(What you have to do) Search the records below for the word "Customer". Pull out each line that has it.

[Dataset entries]
================
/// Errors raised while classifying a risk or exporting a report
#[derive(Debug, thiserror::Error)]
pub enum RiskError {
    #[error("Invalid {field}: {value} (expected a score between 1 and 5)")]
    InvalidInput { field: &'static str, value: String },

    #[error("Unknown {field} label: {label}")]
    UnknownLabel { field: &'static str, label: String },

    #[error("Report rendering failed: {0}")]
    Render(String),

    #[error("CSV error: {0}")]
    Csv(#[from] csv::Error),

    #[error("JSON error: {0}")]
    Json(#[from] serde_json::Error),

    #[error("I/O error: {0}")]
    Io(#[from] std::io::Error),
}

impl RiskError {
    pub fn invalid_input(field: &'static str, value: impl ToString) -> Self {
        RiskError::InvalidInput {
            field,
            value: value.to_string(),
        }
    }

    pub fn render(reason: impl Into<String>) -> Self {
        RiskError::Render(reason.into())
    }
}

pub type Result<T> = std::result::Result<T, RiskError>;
================
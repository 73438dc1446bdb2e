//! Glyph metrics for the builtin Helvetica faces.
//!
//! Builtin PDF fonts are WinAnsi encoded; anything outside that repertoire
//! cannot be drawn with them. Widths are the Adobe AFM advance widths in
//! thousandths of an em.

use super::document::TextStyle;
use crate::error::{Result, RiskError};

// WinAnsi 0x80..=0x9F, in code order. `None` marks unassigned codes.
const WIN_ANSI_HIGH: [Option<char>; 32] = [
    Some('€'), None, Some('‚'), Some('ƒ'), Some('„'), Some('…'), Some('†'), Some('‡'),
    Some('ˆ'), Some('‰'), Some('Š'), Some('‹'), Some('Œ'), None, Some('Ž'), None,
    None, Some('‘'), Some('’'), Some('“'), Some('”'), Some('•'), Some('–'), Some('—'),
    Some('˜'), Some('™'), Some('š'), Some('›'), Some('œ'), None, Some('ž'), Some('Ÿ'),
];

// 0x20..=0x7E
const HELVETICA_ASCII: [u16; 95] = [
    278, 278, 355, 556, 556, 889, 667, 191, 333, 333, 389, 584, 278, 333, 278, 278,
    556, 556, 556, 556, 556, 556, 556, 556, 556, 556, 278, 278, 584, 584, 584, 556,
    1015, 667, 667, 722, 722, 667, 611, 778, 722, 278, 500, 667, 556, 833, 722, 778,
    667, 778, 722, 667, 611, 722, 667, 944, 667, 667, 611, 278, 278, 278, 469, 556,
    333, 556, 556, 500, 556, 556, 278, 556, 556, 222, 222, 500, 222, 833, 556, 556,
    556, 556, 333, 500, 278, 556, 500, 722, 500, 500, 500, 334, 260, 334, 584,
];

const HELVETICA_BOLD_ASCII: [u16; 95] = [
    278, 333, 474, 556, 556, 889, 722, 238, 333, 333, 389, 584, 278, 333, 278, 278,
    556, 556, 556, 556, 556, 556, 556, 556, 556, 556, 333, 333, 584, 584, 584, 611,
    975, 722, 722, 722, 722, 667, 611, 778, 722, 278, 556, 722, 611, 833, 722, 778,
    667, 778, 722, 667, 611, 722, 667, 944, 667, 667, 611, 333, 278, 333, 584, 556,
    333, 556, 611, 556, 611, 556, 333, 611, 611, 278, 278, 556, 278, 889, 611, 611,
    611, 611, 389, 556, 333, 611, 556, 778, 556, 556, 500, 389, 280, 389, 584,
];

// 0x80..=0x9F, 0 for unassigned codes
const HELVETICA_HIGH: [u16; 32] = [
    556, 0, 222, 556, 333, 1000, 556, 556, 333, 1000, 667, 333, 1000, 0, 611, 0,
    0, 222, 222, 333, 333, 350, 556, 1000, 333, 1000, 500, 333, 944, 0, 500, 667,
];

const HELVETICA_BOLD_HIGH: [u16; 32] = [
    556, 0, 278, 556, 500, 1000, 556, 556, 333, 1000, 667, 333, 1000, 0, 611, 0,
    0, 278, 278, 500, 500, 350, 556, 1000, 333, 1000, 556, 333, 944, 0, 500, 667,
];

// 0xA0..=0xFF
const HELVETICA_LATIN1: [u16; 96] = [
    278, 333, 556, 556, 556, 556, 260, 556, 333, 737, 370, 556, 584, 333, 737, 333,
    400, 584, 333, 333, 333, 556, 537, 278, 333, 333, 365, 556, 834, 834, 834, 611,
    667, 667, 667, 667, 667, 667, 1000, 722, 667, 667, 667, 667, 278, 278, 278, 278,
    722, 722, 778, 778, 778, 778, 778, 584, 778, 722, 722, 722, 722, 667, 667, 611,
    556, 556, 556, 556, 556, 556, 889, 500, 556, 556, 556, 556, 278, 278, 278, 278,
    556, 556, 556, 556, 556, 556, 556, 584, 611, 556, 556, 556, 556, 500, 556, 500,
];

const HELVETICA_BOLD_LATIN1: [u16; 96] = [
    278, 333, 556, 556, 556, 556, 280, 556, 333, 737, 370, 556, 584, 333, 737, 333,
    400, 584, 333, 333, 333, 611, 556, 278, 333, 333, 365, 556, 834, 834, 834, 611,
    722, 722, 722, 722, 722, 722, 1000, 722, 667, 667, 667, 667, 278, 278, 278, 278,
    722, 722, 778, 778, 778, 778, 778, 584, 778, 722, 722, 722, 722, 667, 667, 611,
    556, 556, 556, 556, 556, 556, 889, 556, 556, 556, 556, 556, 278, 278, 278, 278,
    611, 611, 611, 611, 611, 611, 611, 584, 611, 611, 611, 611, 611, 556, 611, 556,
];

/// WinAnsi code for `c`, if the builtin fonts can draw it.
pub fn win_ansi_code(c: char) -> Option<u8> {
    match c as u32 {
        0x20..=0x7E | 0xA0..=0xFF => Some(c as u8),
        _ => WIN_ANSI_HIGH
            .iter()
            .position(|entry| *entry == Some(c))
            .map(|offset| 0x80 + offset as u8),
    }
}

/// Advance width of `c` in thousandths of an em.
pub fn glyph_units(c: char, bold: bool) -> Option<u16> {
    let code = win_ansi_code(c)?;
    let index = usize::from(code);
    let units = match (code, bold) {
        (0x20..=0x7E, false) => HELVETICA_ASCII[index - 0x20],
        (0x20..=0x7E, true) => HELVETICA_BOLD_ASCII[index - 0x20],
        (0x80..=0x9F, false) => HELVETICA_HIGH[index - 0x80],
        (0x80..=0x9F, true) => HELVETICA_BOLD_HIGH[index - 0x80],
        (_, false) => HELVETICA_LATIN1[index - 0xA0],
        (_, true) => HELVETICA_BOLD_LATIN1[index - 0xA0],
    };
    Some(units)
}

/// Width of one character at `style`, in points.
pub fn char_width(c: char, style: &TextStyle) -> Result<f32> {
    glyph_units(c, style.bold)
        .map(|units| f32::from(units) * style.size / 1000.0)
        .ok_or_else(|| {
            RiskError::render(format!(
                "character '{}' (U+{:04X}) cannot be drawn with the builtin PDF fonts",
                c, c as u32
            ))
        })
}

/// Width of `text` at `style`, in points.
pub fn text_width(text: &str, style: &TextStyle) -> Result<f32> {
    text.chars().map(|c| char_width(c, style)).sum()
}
================
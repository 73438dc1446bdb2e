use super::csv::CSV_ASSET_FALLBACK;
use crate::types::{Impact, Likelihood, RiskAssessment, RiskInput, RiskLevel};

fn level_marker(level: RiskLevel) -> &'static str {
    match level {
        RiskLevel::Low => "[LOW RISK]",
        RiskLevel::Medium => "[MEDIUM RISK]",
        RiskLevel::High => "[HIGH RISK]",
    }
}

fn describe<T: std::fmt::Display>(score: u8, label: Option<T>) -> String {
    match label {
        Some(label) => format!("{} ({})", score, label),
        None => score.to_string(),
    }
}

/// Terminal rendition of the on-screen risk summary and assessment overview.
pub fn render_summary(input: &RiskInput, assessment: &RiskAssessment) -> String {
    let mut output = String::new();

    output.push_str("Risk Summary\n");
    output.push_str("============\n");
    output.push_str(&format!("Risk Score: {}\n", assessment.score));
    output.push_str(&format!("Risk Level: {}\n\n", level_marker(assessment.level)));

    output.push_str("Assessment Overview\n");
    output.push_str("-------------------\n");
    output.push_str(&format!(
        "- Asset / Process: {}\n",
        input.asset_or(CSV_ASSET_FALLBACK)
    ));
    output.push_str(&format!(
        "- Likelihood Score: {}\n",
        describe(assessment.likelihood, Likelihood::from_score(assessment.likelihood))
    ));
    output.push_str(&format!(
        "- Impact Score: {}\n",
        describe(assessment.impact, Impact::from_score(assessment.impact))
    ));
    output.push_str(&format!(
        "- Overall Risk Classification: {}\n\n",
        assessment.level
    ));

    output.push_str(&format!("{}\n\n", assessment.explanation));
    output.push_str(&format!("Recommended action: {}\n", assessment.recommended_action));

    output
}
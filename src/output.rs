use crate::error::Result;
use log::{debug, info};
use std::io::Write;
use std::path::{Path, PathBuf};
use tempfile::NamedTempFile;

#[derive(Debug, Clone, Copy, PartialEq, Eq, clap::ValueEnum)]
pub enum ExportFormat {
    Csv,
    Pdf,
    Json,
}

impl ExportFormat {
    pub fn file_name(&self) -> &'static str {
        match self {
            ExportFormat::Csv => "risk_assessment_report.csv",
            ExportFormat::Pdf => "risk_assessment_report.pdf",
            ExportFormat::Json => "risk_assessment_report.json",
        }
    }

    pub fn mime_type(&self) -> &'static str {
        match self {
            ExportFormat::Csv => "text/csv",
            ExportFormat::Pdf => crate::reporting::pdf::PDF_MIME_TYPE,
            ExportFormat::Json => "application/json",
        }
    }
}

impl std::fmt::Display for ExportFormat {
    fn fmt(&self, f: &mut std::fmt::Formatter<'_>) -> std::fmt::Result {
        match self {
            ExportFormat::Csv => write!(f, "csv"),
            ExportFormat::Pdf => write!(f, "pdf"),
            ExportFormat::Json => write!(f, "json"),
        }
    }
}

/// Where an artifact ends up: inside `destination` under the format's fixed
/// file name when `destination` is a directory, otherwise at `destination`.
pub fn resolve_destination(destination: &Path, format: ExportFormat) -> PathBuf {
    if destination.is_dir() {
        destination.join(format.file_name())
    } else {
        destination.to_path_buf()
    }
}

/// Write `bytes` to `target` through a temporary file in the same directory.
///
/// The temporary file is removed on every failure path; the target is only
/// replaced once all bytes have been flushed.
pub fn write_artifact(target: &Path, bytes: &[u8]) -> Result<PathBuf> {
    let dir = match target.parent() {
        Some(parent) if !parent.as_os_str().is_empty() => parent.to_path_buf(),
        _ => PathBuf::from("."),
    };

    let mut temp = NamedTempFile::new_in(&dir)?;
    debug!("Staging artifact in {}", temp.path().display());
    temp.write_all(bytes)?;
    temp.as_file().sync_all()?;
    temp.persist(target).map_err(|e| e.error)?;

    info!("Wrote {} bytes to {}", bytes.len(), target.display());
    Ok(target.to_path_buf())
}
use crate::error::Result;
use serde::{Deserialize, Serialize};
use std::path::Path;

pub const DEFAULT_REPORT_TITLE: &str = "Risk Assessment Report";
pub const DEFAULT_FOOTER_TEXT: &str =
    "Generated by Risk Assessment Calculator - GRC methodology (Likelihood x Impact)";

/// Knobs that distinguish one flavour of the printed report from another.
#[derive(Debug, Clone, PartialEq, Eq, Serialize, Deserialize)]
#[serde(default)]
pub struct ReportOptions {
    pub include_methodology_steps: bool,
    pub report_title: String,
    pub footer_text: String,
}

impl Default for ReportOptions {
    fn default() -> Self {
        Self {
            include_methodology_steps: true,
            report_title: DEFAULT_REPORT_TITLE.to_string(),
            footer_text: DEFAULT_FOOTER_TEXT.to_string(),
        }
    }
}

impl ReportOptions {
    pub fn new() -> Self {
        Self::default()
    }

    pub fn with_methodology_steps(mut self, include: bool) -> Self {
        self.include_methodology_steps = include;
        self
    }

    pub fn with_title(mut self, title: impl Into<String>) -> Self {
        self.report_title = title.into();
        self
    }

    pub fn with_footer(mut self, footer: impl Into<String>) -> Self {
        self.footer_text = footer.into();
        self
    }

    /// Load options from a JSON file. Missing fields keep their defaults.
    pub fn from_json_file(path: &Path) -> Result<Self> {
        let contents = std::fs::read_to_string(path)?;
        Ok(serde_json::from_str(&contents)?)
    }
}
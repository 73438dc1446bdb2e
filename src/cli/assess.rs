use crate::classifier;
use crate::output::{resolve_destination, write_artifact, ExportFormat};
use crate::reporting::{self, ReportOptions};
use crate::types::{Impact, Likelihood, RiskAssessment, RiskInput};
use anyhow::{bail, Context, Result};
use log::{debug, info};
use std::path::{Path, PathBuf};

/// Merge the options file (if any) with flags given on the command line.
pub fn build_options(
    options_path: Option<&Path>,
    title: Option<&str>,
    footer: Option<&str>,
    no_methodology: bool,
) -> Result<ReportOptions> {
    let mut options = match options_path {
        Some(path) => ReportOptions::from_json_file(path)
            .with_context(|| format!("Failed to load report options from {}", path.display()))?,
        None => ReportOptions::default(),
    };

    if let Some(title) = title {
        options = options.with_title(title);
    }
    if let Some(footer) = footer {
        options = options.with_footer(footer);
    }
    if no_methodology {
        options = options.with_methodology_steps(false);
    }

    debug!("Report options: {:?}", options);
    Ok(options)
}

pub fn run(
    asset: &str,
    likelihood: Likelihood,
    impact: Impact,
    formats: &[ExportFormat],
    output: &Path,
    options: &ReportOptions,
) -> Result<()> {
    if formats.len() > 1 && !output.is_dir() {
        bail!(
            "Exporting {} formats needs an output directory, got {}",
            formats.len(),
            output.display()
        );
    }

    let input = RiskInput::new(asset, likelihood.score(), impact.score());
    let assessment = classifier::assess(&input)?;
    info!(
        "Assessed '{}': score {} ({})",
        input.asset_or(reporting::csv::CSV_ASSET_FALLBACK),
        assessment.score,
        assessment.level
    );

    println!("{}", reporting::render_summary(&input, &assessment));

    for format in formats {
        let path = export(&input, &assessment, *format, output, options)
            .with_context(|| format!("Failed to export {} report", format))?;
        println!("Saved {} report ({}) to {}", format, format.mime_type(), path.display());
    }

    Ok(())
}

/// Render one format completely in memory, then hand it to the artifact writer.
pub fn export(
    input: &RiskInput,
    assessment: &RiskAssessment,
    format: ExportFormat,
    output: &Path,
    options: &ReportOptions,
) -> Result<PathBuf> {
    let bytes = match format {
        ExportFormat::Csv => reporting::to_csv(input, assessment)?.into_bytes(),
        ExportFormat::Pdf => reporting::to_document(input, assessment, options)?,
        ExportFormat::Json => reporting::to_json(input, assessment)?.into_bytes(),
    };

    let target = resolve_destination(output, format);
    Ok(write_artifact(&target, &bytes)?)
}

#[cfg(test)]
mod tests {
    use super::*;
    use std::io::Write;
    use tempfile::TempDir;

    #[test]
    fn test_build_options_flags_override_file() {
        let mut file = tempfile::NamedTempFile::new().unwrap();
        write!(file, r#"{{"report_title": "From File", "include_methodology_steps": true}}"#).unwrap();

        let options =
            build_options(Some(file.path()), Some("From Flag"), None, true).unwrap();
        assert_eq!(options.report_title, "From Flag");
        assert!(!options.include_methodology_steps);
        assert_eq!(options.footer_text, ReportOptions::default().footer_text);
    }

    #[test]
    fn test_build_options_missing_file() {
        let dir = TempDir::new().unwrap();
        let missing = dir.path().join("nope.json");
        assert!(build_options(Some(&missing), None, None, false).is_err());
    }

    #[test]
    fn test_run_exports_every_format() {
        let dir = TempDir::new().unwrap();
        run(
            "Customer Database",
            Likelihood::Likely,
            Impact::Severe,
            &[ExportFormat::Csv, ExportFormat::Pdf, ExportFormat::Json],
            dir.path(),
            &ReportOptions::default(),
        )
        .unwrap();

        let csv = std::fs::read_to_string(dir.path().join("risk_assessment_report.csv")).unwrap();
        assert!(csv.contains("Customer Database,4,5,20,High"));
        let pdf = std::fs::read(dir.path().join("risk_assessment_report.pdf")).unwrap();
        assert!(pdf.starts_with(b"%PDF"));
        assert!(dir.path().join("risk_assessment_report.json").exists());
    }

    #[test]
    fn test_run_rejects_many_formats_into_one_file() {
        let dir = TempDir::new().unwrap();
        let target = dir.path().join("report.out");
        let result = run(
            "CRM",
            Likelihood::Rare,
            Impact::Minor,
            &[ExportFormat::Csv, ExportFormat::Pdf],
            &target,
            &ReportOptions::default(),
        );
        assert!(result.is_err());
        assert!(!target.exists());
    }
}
================
(Answer space)
            "Customer Database",
        assert!(csv.contains("Customer Database,4,5,20,High"));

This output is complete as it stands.